— What to produce —
Only an exact reprint of all the data is acceptable.

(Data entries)
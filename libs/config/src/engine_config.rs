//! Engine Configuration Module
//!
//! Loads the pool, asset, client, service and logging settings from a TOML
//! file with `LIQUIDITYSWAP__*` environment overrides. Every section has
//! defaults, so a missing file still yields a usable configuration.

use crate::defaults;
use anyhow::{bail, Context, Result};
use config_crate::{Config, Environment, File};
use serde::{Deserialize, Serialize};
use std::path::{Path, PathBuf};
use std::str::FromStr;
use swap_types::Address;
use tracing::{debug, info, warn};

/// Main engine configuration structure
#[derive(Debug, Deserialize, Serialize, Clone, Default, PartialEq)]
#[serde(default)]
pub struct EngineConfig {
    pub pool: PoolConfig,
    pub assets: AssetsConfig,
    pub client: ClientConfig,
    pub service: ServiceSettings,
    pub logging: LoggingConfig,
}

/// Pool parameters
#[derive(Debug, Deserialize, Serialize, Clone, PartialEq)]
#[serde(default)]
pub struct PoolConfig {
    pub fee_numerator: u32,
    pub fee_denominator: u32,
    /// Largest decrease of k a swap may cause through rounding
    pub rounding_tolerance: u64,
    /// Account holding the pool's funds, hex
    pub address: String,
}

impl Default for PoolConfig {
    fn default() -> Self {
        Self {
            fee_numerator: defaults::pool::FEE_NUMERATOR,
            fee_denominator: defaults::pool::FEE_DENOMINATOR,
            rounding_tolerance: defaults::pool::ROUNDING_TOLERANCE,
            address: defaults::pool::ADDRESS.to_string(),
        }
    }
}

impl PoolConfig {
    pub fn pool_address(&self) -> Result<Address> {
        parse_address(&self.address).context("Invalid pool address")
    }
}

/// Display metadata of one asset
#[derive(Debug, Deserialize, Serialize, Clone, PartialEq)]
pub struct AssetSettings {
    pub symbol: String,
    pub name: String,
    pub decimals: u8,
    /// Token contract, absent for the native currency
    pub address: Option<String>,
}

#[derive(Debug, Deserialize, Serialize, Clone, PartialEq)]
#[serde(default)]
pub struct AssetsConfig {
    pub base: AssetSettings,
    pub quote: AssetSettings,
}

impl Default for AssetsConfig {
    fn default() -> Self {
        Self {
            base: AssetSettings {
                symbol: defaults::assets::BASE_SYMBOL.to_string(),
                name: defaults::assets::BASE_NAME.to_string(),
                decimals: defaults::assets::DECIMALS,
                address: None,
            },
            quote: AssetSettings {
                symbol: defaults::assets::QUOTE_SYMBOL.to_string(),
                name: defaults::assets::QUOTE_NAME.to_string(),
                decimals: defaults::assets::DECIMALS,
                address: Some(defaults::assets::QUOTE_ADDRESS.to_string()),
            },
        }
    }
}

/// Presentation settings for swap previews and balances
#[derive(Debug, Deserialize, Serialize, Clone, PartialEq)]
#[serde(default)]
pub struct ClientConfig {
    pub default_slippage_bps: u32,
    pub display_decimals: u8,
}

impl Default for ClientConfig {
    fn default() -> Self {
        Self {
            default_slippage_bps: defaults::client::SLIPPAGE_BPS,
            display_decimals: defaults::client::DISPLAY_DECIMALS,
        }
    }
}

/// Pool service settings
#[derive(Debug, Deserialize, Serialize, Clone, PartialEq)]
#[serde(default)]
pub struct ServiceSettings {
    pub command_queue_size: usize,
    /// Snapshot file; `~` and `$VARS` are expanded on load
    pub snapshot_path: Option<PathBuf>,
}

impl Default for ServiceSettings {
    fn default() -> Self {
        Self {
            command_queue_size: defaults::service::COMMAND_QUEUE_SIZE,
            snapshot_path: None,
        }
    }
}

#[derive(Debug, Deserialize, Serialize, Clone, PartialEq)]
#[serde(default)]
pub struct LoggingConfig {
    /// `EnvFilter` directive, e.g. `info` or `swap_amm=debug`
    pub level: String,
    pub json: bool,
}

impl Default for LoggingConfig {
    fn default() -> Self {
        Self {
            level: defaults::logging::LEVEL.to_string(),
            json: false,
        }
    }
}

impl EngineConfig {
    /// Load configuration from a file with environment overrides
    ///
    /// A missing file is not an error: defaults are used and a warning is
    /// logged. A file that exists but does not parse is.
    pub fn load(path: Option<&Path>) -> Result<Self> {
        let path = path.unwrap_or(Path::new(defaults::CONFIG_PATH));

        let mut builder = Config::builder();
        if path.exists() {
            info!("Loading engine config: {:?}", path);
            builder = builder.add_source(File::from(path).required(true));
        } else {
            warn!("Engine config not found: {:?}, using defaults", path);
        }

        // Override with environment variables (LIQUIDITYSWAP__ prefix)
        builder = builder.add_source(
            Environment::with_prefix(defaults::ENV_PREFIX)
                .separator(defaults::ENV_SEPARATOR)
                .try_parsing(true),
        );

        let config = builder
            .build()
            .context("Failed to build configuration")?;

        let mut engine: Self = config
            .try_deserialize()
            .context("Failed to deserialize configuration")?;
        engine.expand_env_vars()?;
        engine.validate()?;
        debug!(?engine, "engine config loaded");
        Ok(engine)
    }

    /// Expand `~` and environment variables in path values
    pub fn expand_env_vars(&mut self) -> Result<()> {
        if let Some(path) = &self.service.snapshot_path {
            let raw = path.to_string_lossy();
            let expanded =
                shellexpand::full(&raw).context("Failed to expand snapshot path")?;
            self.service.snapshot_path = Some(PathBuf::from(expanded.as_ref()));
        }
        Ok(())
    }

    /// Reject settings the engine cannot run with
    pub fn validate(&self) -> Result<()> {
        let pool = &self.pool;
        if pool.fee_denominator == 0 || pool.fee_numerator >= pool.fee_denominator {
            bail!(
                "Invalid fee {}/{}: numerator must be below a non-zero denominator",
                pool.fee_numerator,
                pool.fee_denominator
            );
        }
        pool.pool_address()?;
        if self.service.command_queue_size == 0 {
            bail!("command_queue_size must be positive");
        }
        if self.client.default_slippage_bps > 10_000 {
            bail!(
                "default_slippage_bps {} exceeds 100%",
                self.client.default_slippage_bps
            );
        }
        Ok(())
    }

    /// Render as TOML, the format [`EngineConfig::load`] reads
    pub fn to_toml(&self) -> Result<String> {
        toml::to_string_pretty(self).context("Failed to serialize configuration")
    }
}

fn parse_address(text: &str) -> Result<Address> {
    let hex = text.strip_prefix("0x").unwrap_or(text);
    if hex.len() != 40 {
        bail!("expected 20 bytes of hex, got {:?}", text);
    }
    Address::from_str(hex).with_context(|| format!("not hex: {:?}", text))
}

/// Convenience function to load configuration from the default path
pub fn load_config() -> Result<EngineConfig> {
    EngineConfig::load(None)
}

— Solved problem —
filename libs/config/src/engine_config.rs
//! Engine Configuration Module
//!
//! Loads the pool, asset, client, service and logging settings from a TOML
//! file with `LIQUIDITYSWAP__*` environment overrides. Every section has
//! defaults, so a missing file still yields a usable configuration.

use crate::defaults;
use anyhow::{bail, Context, Result};
use config_crate::{Config, Environment, File};
use serde::{Deserialize, Serialize};
use std::path::{Path, PathBuf};
use std::str::FromStr;
use swap_types::Address;
use tracing::{debug, info, warn};

/// Main engine configuration structure
#[derive(Debug, Deserialize, Serialize, Clone, Default, PartialEq)]
#[serde(default)]
pub struct EngineConfig {
    pub pool: PoolConfig,
    pub assets: AssetsConfig,
    pub client: ClientConfig,
    pub service: ServiceSettings,
    pub logging: LoggingConfig,
}

/// Pool parameters
#[derive(Debug, Deserialize, Serialize, Clone, PartialEq)]
#[serde(default)]
pub struct PoolConfig {
    pub fee_numerator: u32,
    pub fee_denominator: u32,
    /// Largest decrease of k a swap may cause through rounding
    pub rounding_tolerance: u64,
    /// Account holding the pool's funds, hex
    pub address: String,
}

impl Default for PoolConfig {
    fn default() -> Self {
        Self {
            fee_numerator: defaults::pool::FEE_NUMERATOR,
            fee_denominator: defaults::pool::FEE_DENOMINATOR,
            rounding_tolerance: defaults::pool::ROUNDING_TOLERANCE,
            address: defaults::pool::ADDRESS.to_string(),
        }
    }
}

impl PoolConfig {
    pub fn pool_address(&self) -> Result<Address> {
        parse_address(&self.address).context("Invalid pool address")
    }
}

/// Display metadata of one asset
#[derive(Debug, Deserialize, Serialize, Clone, PartialEq)]
pub struct AssetSettings {
    pub symbol: String,
    pub name: String,
    pub decimals: u8,
    /// Token contract, absent for the native currency
    pub address: Option<String>,
}

#[derive(Debug, Deserialize, Serialize, Clone, PartialEq)]
#[serde(default)]
pub struct AssetsConfig {
    pub base: AssetSettings,
    pub quote: AssetSettings,
}

impl Default for AssetsConfig {
    fn default() -> Self {
        Self {
            base: AssetSettings {
                symbol: defaults::assets::BASE_SYMBOL.to_string(),
                name: defaults::assets::BASE_NAME.to_string(),
                decimals: defaults::assets::DECIMALS,
                address: None,
            },
            quote: AssetSettings {
                symbol: defaults::assets::QUOTE_SYMBOL.to_string(),
                name: defaults::assets::QUOTE_NAME.to_string(),
                decimals: defaults::assets::DECIMALS,
                address: Some(defaults::assets::QUOTE_ADDRESS.to_string()),
            },
        }
    }
}

/// Presentation settings for swap previews and balances
#[derive(Debug, Deserialize, Serialize, Clone, PartialEq)]
#[serde(default)]
pub struct ClientConfig {
    pub default_slippage_bps: u32,
    pub display_decimals: u8,
}

impl Default for ClientConfig {
    fn default() -> Self {
        Self {
            default_slippage_bps: defaults::client::SLIPPAGE_BPS,
            display_decimals: defaults::client::DISPLAY_DECIMALS,
        }
    }
}

/// Pool service settings
#[derive(Debug, Deserialize, Serialize, Clone, PartialEq)]
#[serde(default)]
pub struct ServiceSettings {
    pub command_queue_size: usize,
    /// Snapshot file; `~` and `$VARS` are expanded on load
    pub snapshot_path: Option<PathBuf>,
}

impl Default for ServiceSettings {
    fn default() -> Self {
        Self {
            command_queue_size: defaults::service::COMMAND_QUEUE_SIZE,
            snapshot_path: None,
        }
    }
}

#[derive(Debug, Deserialize, Serialize, Clone, PartialEq)]
#[serde(default)]
pub struct LoggingConfig {
    /// `EnvFilter` directive, e.g. `info` or `swap_amm=debug`
    pub level: String,
    pub json: bool,
}

impl Default for LoggingConfig {
    fn default() -> Self {
        Self {
            level: defaults::logging::LEVEL.to_string(),
            json: false,
        }
    }
}

impl EngineConfig {
    /// Load configuration from a file with environment overrides
    ///
    /// A missing file is not an error: defaults are used and a warning is
    /// logged. A file that exists but does not parse is.
    pub fn load(path: Option<&Path>) -> Result<Self> {
        let path = path.unwrap_or(Path::new(defaults::CONFIG_PATH));

        let mut builder = Config::builder();
        if path.exists() {
            info!("Loading engine config: {:?}", path);
            builder = builder.add_source(File::from(path).required(true));
        } else {
            warn!("Engine config not found: {:?}, using defaults", path);
        }

        // Override with environment variables (LIQUIDITYSWAP__ prefix)
        builder = builder.add_source(
            Environment::with_prefix(defaults::ENV_PREFIX)
                .separator(defaults::ENV_SEPARATOR)
                .try_parsing(true),
        );

        let config = builder
            .build()
            .context("Failed to build configuration")?;

        let mut engine: Self = config
            .try_deserialize()
            .context("Failed to deserialize configuration")?;
        engine.expand_env_vars()?;
        engine.validate()?;
        debug!(?engine, "engine config loaded");
        Ok(engine)
    }

    /// Expand `~` and environment variables in path values
    pub fn expand_env_vars(&mut self) -> Result<()> {
        if let Some(path) = &self.service.snapshot_path {
            let raw = path.to_string_lossy();
            let expanded =
                shellexpand::full(&raw).context("Failed to expand snapshot path")?;
            self.service.snapshot_path = Some(PathBuf::from(expanded.as_ref()));
        }
        Ok(())
    }

    /// Reject settings the engine cannot run with
    pub fn validate(&self) -> Result<()> {
        let pool = &self.pool;
        if pool.fee_denominator == 0 || pool.fee_numerator >= pool.fee_denominator {
            bail!(
                "Invalid fee {}/{}: numerator must be below a non-zero denominator",
                pool.fee_numerator,
                pool.fee_denominator
            );
        }
        pool.pool_address()?;
        if self.service.command_queue_size == 0 {
            bail!("command_queue_size must be positive");
        }
        if self.client.default_slippage_bps > 10_000 {
            bail!(
                "default_slippage_bps {} exceeds 100%",
                self.client.default_slippage_bps
            );
        }
        Ok(())
    }

    /// Render as TOML, the format [`EngineConfig::load`] reads
    pub fn to_toml(&self) -> Result<String> {
        toml::to_string_pretty(self).context("Failed to serialize configuration")
    }
}

fn parse_address(text: &str) -> Result<Address> {
    let hex = text.strip_prefix("0x").unwrap_or(text);
    if hex.len() != 40 {
        bail!("expected 20 bytes of hex, got {:?}", text);
    }
    Address::from_str(hex).with_context(|| format!("not hex: {:?}", text))
}

/// Convenience function to load configuration from the default path
pub fn load_config() -> Result<EngineConfig> {
    EngineConfig::load(None)
}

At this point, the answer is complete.